> Problem description: Down to the last character, write out the records below.

> Recorded information:
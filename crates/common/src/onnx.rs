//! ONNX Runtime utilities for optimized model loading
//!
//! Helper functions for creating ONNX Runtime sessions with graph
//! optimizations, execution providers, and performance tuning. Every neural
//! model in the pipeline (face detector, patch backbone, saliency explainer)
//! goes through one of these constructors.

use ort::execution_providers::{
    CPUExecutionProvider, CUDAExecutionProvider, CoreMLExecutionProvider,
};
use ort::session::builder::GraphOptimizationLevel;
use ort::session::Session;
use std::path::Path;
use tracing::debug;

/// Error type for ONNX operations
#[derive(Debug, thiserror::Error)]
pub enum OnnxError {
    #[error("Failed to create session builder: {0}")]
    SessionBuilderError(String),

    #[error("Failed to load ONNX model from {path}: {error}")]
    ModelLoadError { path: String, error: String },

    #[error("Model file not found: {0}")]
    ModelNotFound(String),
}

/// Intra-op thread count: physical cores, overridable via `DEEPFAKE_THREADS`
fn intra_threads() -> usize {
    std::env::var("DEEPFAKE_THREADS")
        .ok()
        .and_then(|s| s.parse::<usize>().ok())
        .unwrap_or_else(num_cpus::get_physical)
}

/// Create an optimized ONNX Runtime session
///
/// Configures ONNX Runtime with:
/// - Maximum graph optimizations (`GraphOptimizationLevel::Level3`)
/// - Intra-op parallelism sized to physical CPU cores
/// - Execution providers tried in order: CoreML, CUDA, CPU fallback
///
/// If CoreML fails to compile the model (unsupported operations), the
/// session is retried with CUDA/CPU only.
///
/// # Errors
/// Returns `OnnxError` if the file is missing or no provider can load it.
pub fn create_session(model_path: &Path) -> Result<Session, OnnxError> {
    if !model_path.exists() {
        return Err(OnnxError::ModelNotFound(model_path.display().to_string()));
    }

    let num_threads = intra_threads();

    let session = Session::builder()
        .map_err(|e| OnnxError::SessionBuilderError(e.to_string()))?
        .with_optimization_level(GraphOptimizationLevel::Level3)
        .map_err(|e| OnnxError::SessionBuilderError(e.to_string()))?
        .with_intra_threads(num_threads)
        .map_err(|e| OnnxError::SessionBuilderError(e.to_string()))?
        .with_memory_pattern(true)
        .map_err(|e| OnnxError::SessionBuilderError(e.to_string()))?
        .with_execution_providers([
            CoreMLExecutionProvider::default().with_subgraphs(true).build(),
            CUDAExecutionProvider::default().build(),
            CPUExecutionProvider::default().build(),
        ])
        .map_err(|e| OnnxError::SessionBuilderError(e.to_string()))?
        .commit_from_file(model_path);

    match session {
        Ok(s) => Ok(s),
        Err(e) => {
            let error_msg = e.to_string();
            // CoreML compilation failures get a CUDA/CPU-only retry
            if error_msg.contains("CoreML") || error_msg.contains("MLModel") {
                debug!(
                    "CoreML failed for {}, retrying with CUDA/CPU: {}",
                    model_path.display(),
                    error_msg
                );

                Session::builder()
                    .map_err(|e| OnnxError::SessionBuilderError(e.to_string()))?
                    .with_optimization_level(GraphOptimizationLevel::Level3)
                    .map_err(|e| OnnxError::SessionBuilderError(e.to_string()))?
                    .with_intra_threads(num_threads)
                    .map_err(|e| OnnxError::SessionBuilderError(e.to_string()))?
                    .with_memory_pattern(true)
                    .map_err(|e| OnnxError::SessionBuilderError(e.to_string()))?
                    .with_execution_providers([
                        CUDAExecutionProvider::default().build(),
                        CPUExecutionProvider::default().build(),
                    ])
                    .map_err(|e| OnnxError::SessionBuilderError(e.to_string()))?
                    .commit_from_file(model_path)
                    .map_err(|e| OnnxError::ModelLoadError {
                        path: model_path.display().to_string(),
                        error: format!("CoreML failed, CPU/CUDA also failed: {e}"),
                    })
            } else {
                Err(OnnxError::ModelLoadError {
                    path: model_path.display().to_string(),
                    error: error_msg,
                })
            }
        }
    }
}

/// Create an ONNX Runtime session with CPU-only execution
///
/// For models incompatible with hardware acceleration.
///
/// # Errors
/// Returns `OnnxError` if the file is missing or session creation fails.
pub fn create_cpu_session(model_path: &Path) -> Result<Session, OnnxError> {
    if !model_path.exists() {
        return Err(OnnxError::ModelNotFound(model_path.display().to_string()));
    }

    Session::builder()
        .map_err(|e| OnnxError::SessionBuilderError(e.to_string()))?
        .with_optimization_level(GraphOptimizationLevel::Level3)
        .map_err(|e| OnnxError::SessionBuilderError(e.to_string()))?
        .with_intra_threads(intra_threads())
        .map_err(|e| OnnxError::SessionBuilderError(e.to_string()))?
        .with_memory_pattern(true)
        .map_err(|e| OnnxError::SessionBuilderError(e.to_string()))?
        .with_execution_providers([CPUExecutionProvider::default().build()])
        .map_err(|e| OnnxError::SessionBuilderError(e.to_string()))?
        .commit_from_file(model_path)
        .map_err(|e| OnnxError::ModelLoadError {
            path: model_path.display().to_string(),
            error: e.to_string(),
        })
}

> Problem solution:
filename crates/common/src/onnx.rs
//! ONNX Runtime utilities for optimized model loading
//!
//! Helper functions for creating ONNX Runtime sessions with graph
//! optimizations, execution providers, and performance tuning. Every neural
//! model in the pipeline (face detector, patch backbone, saliency explainer)
//! goes through one of these constructors.

use ort::execution_providers::{
    CPUExecutionProvider, CUDAExecutionProvider, CoreMLExecutionProvider,
};
use ort::session::builder::GraphOptimizationLevel;
use ort::session::Session;
use std::path::Path;
use tracing::debug;

/// Error type for ONNX operations
#[derive(Debug, thiserror::Error)]
pub enum OnnxError {
    #[error("Failed to create session builder: {0}")]
    SessionBuilderError(String),

    #[error("Failed to load ONNX model from {path}: {error}")]
    ModelLoadError { path: String, error: String },

    #[error("Model file not found: {0}")]
    ModelNotFound(String),
}

/// Intra-op thread count: physical cores, overridable via `DEEPFAKE_THREADS`
fn intra_threads() -> usize {
    std::env::var("DEEPFAKE_THREADS")
        .ok()
        .and_then(|s| s.parse::<usize>().ok())
        .unwrap_or_else(num_cpus::get_physical)
}

/// Create an optimized ONNX Runtime session
///
/// Configures ONNX Runtime with:
/// - Maximum graph optimizations (`GraphOptimizationLevel::Level3`)
/// - Intra-op parallelism sized to physical CPU cores
/// - Execution providers tried in order: CoreML, CUDA, CPU fallback
///
/// If CoreML fails to compile the model (unsupported operations), the
/// session is retried with CUDA/CPU only.
///
/// # Errors
/// Returns `OnnxError` if the file is missing or no provider can load it.
pub fn create_session(model_path: &Path) -> Result<Session, OnnxError> {
    if !model_path.exists() {
        return Err(OnnxError::ModelNotFound(model_path.display().to_string()));
    }

    let num_threads = intra_threads();

    let session = Session::builder()
        .map_err(|e| OnnxError::SessionBuilderError(e.to_string()))?
        .with_optimization_level(GraphOptimizationLevel::Level3)
        .map_err(|e| OnnxError::SessionBuilderError(e.to_string()))?
        .with_intra_threads(num_threads)
        .map_err(|e| OnnxError::SessionBuilderError(e.to_string()))?
        .with_memory_pattern(true)
        .map_err(|e| OnnxError::SessionBuilderError(e.to_string()))?
        .with_execution_providers([
            CoreMLExecutionProvider::default().with_subgraphs(true).build(),
            CUDAExecutionProvider::default().build(),
            CPUExecutionProvider::default().build(),
        ])
        .map_err(|e| OnnxError::SessionBuilderError(e.to_string()))?
        .commit_from_file(model_path);

    match session {
        Ok(s) => Ok(s),
        Err(e) => {
            let error_msg = e.to_string();
            // CoreML compilation failures get a CUDA/CPU-only retry
            if error_msg.contains("CoreML") || error_msg.contains("MLModel") {
                debug!(
                    "CoreML failed for {}, retrying with CUDA/CPU: {}",
                    model_path.display(),
                    error_msg
                );

                Session::builder()
                    .map_err(|e| OnnxError::SessionBuilderError(e.to_string()))?
                    .with_optimization_level(GraphOptimizationLevel::Level3)
                    .map_err(|e| OnnxError::SessionBuilderError(e.to_string()))?
                    .with_intra_threads(num_threads)
                    .map_err(|e| OnnxError::SessionBuilderError(e.to_string()))?
                    .with_memory_pattern(true)
                    .map_err(|e| OnnxError::SessionBuilderError(e.to_string()))?
                    .with_execution_providers([
                        CUDAExecutionProvider::default().build(),
                        CPUExecutionProvider::default().build(),
                    ])
                    .map_err(|e| OnnxError::SessionBuilderError(e.to_string()))?
                    .commit_from_file(model_path)
                    .map_err(|e| OnnxError::ModelLoadError {
                        path: model_path.display().to_string(),
                        error: format!("CoreML failed, CPU/CUDA also failed: {e}"),
                    })
            } else {
                Err(OnnxError::ModelLoadError {
                    path: model_path.display().to_string(),
                    error: error_msg,
                })
            }
        }
    }
}

/// Create an ONNX Runtime session with CPU-only execution
///
/// For models incompatible with hardware acceleration.
///
/// # Errors
/// Returns `OnnxError` if the file is missing or session creation fails.
pub fn create_cpu_session(model_path: &Path) -> Result<Session, OnnxError> {
    if !model_path.exists() {
        return Err(OnnxError::ModelNotFound(model_path.display().to_string()));
    }

    Session::builder()
        .map_err(|e| OnnxError::SessionBuilderError(e.to_string()))?
        .with_optimization_level(GraphOptimizationLevel::Level3)
        .map_err(|e| OnnxError::SessionBuilderError(e.to_string()))?
        .with_intra_threads(intra_threads())
        .map_err(|e| OnnxError::SessionBuilderError(e.to_string()))?
        .with_memory_pattern(true)
        .map_err(|e| OnnxError::SessionBuilderError(e.to_string()))?
        .with_execution_providers([CPUExecutionProvider::default().build()])
        .map_err(|e| OnnxError::SessionBuilderError(e.to_string()))?
        .commit_from_file(model_path)
        .map_err(|e| OnnxError::ModelLoadError {
            path: model_path.display().to_string(),
            error: e.to_string(),
        })
}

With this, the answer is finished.